Task directions — The required answer is each line in the entries below where "LogEventArgs" occurs.

+++ Data for review

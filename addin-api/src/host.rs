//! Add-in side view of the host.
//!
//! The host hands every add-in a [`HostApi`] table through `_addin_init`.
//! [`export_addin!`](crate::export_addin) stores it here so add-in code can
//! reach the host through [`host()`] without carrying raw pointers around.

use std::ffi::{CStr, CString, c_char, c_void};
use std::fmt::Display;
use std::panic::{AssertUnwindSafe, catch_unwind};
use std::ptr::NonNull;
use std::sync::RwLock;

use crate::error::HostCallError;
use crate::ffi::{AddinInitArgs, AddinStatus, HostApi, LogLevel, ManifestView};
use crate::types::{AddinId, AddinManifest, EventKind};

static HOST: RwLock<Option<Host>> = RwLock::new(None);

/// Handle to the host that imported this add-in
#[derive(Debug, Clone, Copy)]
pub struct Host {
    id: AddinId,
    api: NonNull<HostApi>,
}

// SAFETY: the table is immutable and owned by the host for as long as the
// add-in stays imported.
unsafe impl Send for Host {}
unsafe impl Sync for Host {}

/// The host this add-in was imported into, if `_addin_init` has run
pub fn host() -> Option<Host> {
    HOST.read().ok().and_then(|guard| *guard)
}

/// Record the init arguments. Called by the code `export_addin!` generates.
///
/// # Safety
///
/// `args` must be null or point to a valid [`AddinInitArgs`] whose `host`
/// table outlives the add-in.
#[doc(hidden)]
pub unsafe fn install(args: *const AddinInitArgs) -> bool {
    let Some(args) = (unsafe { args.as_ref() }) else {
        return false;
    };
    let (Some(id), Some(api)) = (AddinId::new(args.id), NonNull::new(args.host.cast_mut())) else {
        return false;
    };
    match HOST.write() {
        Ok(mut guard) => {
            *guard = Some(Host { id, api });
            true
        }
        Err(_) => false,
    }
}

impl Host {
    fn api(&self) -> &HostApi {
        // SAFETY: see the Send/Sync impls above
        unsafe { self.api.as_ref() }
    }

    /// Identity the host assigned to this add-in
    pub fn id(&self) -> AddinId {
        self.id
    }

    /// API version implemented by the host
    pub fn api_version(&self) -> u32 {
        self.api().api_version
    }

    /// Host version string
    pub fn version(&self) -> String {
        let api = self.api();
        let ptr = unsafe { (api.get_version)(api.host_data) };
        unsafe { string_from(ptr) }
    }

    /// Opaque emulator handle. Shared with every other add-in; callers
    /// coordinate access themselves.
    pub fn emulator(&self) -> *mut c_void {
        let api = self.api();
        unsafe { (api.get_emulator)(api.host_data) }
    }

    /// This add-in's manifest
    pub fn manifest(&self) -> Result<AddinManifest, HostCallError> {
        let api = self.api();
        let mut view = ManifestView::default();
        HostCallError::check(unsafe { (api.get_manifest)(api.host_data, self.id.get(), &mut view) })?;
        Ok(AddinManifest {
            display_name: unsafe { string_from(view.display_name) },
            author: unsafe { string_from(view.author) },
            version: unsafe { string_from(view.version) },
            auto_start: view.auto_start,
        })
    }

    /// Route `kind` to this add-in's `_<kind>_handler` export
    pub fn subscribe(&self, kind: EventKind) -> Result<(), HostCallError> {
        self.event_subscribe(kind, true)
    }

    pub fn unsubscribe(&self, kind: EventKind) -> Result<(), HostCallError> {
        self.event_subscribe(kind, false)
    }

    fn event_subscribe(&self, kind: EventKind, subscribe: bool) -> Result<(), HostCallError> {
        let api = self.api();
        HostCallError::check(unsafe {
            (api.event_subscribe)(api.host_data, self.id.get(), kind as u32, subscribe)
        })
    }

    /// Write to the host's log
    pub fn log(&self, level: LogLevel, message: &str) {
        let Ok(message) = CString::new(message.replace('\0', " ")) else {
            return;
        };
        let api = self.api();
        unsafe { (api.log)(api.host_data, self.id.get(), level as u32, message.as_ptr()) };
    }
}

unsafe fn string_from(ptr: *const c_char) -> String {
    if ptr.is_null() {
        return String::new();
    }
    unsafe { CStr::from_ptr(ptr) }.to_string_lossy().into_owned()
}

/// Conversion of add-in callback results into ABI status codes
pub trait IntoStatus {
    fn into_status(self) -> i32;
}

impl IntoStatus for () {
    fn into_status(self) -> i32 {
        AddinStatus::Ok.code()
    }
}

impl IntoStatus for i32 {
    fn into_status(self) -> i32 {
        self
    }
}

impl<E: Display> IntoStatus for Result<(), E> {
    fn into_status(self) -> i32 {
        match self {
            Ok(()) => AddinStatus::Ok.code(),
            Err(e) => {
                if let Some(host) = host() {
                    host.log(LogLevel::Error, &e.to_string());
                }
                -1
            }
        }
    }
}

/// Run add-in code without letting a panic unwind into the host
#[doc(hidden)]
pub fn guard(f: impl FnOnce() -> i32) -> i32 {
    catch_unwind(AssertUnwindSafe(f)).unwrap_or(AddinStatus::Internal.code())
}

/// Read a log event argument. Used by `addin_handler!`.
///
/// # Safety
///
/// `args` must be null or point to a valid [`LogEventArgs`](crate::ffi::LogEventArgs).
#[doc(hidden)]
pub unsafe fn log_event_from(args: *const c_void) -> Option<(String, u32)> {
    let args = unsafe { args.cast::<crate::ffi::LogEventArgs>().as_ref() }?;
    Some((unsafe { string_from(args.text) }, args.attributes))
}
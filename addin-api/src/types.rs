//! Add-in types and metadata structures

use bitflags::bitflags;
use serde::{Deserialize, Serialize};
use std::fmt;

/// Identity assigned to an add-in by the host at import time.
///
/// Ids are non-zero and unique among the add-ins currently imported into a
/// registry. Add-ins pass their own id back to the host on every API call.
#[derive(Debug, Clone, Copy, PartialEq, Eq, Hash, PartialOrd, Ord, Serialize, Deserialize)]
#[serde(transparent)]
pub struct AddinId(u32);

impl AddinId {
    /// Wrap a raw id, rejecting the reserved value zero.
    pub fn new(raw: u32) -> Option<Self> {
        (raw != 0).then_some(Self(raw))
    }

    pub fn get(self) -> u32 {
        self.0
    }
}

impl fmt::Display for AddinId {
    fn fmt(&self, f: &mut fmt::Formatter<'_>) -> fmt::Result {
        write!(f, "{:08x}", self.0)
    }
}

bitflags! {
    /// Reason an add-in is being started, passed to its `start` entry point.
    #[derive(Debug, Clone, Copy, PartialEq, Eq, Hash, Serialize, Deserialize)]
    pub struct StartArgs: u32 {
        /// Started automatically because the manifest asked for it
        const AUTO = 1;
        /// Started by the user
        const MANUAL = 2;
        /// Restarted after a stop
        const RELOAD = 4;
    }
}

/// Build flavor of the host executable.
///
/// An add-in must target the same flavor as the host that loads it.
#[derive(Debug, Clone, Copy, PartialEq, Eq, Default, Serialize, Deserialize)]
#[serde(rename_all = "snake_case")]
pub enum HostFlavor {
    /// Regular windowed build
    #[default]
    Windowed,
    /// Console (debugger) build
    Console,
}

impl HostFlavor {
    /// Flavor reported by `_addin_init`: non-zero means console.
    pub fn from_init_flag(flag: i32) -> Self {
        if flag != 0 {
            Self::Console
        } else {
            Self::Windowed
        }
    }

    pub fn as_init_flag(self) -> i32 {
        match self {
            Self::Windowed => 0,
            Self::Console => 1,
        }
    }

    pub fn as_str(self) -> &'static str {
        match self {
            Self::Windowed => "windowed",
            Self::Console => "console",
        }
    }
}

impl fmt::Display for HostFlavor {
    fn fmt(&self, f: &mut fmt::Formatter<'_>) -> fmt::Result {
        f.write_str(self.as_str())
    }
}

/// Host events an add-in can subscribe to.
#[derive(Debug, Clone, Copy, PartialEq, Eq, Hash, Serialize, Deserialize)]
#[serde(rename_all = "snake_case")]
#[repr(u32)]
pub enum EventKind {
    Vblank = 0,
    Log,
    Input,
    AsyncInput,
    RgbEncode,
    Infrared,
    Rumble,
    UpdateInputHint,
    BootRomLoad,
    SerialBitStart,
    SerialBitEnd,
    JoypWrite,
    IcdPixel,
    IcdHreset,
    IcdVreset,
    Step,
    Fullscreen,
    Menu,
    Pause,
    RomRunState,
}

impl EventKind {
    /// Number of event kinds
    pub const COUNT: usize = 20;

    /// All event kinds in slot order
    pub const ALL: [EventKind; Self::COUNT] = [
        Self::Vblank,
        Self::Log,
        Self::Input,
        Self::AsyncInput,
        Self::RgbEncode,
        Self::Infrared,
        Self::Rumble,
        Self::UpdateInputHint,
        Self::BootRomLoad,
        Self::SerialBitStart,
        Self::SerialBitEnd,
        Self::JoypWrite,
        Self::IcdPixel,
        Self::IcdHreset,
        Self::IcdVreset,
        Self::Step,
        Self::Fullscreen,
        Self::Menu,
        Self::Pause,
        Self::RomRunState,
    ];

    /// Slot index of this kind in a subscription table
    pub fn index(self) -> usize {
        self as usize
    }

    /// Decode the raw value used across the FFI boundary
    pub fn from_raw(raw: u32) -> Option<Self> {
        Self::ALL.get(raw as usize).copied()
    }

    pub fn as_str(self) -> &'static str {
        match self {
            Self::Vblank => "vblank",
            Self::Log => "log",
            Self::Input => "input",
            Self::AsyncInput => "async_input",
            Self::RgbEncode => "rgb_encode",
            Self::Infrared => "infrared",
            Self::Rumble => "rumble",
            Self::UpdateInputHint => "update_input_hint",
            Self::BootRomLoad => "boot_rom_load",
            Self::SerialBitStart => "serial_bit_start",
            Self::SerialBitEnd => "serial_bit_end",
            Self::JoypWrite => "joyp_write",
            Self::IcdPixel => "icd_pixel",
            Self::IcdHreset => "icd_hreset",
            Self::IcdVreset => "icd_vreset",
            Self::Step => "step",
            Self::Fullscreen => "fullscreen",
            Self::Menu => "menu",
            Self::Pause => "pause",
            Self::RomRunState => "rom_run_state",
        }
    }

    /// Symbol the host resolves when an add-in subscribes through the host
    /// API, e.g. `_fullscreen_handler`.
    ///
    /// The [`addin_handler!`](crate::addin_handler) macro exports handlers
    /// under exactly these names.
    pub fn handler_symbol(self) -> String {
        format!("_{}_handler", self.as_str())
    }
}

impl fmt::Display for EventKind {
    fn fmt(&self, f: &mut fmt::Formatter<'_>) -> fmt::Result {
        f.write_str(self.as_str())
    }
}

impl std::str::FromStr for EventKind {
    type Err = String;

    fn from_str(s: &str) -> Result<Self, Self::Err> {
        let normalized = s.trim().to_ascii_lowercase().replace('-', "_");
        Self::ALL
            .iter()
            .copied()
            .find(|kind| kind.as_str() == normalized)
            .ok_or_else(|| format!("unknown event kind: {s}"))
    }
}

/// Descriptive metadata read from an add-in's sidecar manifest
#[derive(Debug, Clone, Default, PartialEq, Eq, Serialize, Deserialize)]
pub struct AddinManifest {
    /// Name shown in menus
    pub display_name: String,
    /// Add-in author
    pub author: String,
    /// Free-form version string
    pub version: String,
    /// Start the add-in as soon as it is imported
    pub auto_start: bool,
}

++++++

Result of the task —
/// `args` must be null or point to a valid [`LogEventArgs`](crate::ffi::LogEventArgs).
    let args = unsafe { args.cast::<crate::ffi::LogEventArgs>().as_ref() }?;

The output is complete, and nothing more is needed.